In his own circle Eddy also experienced that friends were not referred on time or that, under pressure of health insurance companies, cheaper examinations were first carried out, which made diagnoses incorrect or too late. His later business companion Jan Zantige, with whom he in 2002 founded Prescan, in a short amount of time lost his father, father in law and a good friend to cancer that was diagnosed too late. “Frustrating was that some of them had the feeling that there was something wrong inside their body beforehand. Despite that, none of them were provided an opportunity to have a general health check”, says Eddy.
Kindey failure
The two found this absurd and were determined to do something about the late diagnoses of possible risks themselves . Eddy: “an episode of The Oprah Winfrey Show, where an American provider of total body scans came to te floor offered a solution. I remember thinking: “Those preventative check-ups should be possible in the Netherlands as well At any moment, without being hindered by a stiff system where finances are the deciding factor.” With that, the idea of Prescan was founded.”
Through conversations with a big Dutch health care institute Eddy and Jan got in contact with with a number of qualitative reputable hospitals just across the border in Germany. These hospitals shared the vision of prevention and early diagnosis and the plans for Prescan were forged. In January 2003 the first clinic opened her doors. “From then on Prescan built themselves to where we are now: world-wide market leader In the field of bodyscans with almost 110.000 examinated patients.”
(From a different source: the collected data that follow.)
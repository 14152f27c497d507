//! Icon generation handlers.

use axum::{
    extract::{Path, Query, State},
    http::{header, StatusCode},
    response::{IntoResponse, Response},
};

use crate::icon::IconParams;

use super::super::AppState;

/// Generate a file icon from query parameters.
pub async fn file_icon(
    State(state): State<AppState>,
    Query(params): Query<IconParams>,
) -> Response {
    render_icon(&state, params)
}

/// Path-parameter variant: `/file-icon/:extension`. Styling overrides are
/// still read from the query string; the path segment wins over any `ext`
/// query parameter.
pub async fn file_icon_by_path(
    State(state): State<AppState>,
    Path(extension): Path<String>,
    Query(mut params): Query<IconParams>,
) -> Response {
    params.ext = Some(extension);
    render_icon(&state, params)
}

fn render_icon(state: &AppState, params: IconParams) -> Response {
    match state.renderer.render(&params) {
        Ok(svg) => {
            // Filename keeps the extension as received, not the display casing
            let filename = params.requested_extension().unwrap_or_default();
            let disposition = format!("inline; filename=\"{}.svg\"", filename);
            (
                [
                    (header::CONTENT_TYPE, "image/svg+xml".to_string()),
                    (header::CACHE_CONTROL, "public, max-age=86400".to_string()),
                    (header::CONTENT_DISPOSITION, disposition),
                ],
                svg,
            )
                .into_response()
        }
        Err(e) if e.is_client_error() => (
            StatusCode::BAD_REQUEST,
            axum::Json(serde_json::json!({ "error": e.to_string() })),
        )
            .into_response(),
        Err(e) => {
            tracing::error!("SVG generation error: {}", e);
            (
                StatusCode::INTERNAL_SERVER_ERROR,
                axum::Json(serde_json::json!({
                    "error": "Failed to generate file icon",
                    "details": e.to_string(),
                })),
            )
                .into_response()
        }
    }
}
Among them, Eddy himself, who might even be the best example of the fact that preventative examination can be useful. A scan saved my life twice already. “The first time I let myself get examined thoroughly, I was found to suffer from kidney failure. A disease that my doctors, despite repeated research, had overlooked. Since then I have received a donor kidney. The old kidneys were left behind. I have always had the premonition that problems could arise there.” Rightly so, as it turned out last July when he did a check-up. “The last time I got a check-up was one and a half year ago. So I did not expect any problems. But what do you know: a tumor of 2,5 centimetres had grown on one of the old kidneys. As big as a pingpongball. I shouldn’t have been a lot later, because then it could’ve been outgrown and metastasized with all its consequences.”
Only benefits
Eddy has since been operated. According to the doctors for the best, because the tumor seemed very malicious. “Our initiative saved my life back then. Without it I probably wouldn’t have gotten older than 46 years. An additional fortune as well was, because I discovered it early on, I could go back to work after two weeks already. I would’ve never been able to do that if the tumor had proliferated and I would’ve needed chemotherapy.”
Eddy keeps saying: preventative examination only has benefits. “Anyone that puts about 25 euros per month in their savings, could get themselves checked from head to toe at the end of the year. With that you cannot prevent everything. But you do map the largest risks to adjust your lifesyle accordingly in an earlier stage, which can help you reach not 70, but 90 years old. Getting older while staying healthy. That is the approach.”